Unfortunately, some marketers view this tried-and-true tactic as passé — a gimmick that cynical viewers won’t respond to. Nothing could be further from the truth. In fact, in a marketplace filled with parity products, advertising saturation and comparable pricing, premiums can provide a critical edge: With one included, the program pays out; Without one, it doesn’t.

Why is this? Some may cite greed as the explanation, but I believe the truth is much more complex.

There is a great deal of research available today about what’s known as the Rule of Reciprocation. It is a basic human behavior taught in every culture around the world. In its simplest form, this rule tells us that we are not to take without giving something back in return.

For example, according to Arizona State University Professor of Psychology Robert Cialdini, if a restaurant server brings you a check and does not include a candy on the check tray, you will tip the server whatever it is that you feel the server deserves. But if there's a mint on the tray, tips go up by more than 3 percent and two mints improve tips by 10 percent!

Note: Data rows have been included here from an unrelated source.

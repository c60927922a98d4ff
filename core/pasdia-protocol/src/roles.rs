use alloc::vec::Vec;
use core::fmt;

use bitflags::bitflags;

use crate::ids::ArgumentId;

#[cfg(feature = "serde")]
use serde::{Deserialize as SerdeDeserialize, Serialize as SerdeSerialize};

/// Case roles carried by predicate annotations.
#[derive(Debug, Clone, Copy, PartialEq, Eq, Hash, PartialOrd, Ord)]
#[cfg_attr(feature = "serde", derive(SerdeDeserialize, SerdeSerialize))]
#[cfg_attr(feature = "serde", serde(rename_all = "lowercase"))]
#[repr(u8)]
pub enum CaseRole {
    /// が, nominative
    Ga = 0,
    /// を, accusative
    O = 1,
    /// に, dative
    Ni = 2,
}

impl CaseRole {
    /// Fixed emission order for role tokens and role edges.
    pub const ALL: [CaseRole; 3] = [CaseRole::Ga, CaseRole::O, CaseRole::Ni];

    /// Attribute key in the feature payload.
    pub const fn key(self) -> &'static str {
        match self {
            CaseRole::Ga => "ga",
            CaseRole::O => "o",
            CaseRole::Ni => "ni",
        }
    }

    pub fn from_key(key: &str) -> Option<Self> {
        CaseRole::ALL.into_iter().find(|r| r.key() == key)
    }

    /// Edge label drawn under the connector.
    pub const fn label(self) -> &'static str {
        match self {
            CaseRole::Ga => "NOM",
            CaseRole::O => "ACC",
            CaseRole::Ni => "DAT",
        }
    }

    /// TikZ style of the connector.
    pub const fn edge_style(self) -> &'static str {
        match self {
            CaseRole::Ga => "red",
            CaseRole::O => "cyan, dashed",
            CaseRole::Ni => "teal",
        }
    }

    pub const fn flag(self) -> RoleFlags {
        match self {
            CaseRole::Ga => RoleFlags::GA,
            CaseRole::O => RoleFlags::O,
            CaseRole::Ni => RoleFlags::NI,
        }
    }
}

bitflags! {
    #[derive(Debug, Clone, Copy, PartialEq, Eq, PartialOrd, Ord, Hash)]
    #[cfg_attr(feature = "serde", derive(SerdeDeserialize, SerdeSerialize))]
    pub struct RoleFlags: u8 {
        const GA = 1;
        const O = 2;
        const NI = 4;
    }
}

/// One `<role>=<argument-id>` token on a predicate.
#[derive(Debug, Clone, Copy, PartialEq, Eq, Hash)]
#[cfg_attr(feature = "serde", derive(SerdeDeserialize, SerdeSerialize))]
pub struct RoleLink {
    pub role: CaseRole,
    pub argument: ArgumentId,
}

impl RoleLink {
    pub const fn new(role: CaseRole, argument: ArgumentId) -> Self {
        Self { role, argument }
    }
}

impl fmt::Display for RoleLink {
    fn fmt(&self, f: &mut fmt::Formatter<'_>) -> fmt::Result {
        write!(f, "{}={}", self.role.key(), self.argument)
    }
}

/// The role tokens of one predicate, in `ga, o, ni` order. Displays as `ga=1 o=2`.
#[derive(Debug, Clone, Default, PartialEq, Eq)]
#[cfg_attr(feature = "serde", derive(SerdeDeserialize, SerdeSerialize))]
#[cfg_attr(feature = "serde", serde(transparent))]
pub struct RoleSet {
    links: Vec<RoleLink>,
}

impl RoleSet {
    pub fn new() -> Self {
        Self { links: Vec::new() }
    }

    pub fn push(&mut self, link: RoleLink) {
        self.links.push(link);
    }

    pub fn is_empty(&self) -> bool {
        self.links.is_empty()
    }

    pub fn len(&self) -> usize {
        self.links.len()
    }

    pub fn iter(&self) -> core::slice::Iter<'_, RoleLink> {
        self.links.iter()
    }

    /// Tokens of a single role, in stored order.
    pub fn for_role(&self, role: CaseRole) -> impl Iterator<Item = &RoleLink> {
        self.links.iter().filter(move |l| l.role == role)
    }

    pub fn flags(&self) -> RoleFlags {
        self.links
            .iter()
            .fold(RoleFlags::empty(), |acc, l| acc | l.role.flag())
    }
}

impl FromIterator<RoleLink> for RoleSet {
    fn from_iter<T: IntoIterator<Item = RoleLink>>(iter: T) -> Self {
        Self {
            links: iter.into_iter().collect(),
        }
    }
}

impl fmt::Display for RoleSet {
    fn fmt(&self, f: &mut fmt::Formatter<'_>) -> fmt::Result {
        for (i, link) in self.links.iter().enumerate() {
            if i > 0 {
                f.write_str(" ")?;
            }
            write!(f, "{}", link)?;
        }
        Ok(())
    }
}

This experiment shows us there is something more to reciprocation — a powerful, learned behavior that compels recipients to give something back. It prompts them to respond in some way when they agree to accept something. And because of the rule of reciprocation, that simple gift to your customer can be leveraged to help drive a sale, which proves to be many times more valuable than the relatively small initial investment that premiums require.

The first step to capitalizing on the Rule of Reciprocation is to determine if a premium can be integrated effectively into a commercial. In some instances, it isn’t appropriate. For example:

You have a “hot” offer that will work on its own, you have a tight test budget and you want to wait until the test is effective before investing in a premium or no premium will work effectively with your particular offer. In addition, some offers involve legal and compliance issues that either prohibit gifts or set a limit on their values.

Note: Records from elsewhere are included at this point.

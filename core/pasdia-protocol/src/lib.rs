#![no_std] // The data model has no I/O of its own

extern crate alloc;

#[cfg(feature = "std")]
extern crate std;

pub mod ids;
pub mod roles;

// Re-export core types for convenience
pub use ids::{ArgumentId, SegmentId};
pub use roles::*;

pub mod model;
pub use model::*;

The majority of the time, however, a premium is a viable option. If it is, then here are three tips to increasing the efficacy of the Rule of Reciprocation:

  • Dovetail the premium/gift with the offer. If you’re advertising an upscale product, for instance, you don’t want to offer a seemingly cheap premium. More than that, you want it to feel organic in relation to the offer. If your DRTV spot is for a high-ticket piece of exercise equipment, then a top-tier exercise mat might be a complimentary item.
  • Position the premium as value-added. In other words, you want the commercial to create the perception that the item enhances the value of the advertised product or service. If you’re running a spot for a bicycle, the premium might be a chain-cleaning kit.
  • Make a convincing pitch for the premium. In other words, don’t treat the gift as an afterthought. I’ve seen spots where the premium offer is made in a hurried way at the end of the spot. Creatively, it seems like a crass come-on more suitable to a carnival barker than a brand-conscious advertiser. Make sure you allocate enough time in the spot for the premium pitch and that you treat it with the same respect as you do the advertised offer.

Following this advice is relatively easy and inexpensive, and it can create the type of viewer reciprocity that advertisers dream about — the type where they feel compelled to respond with a click or a call.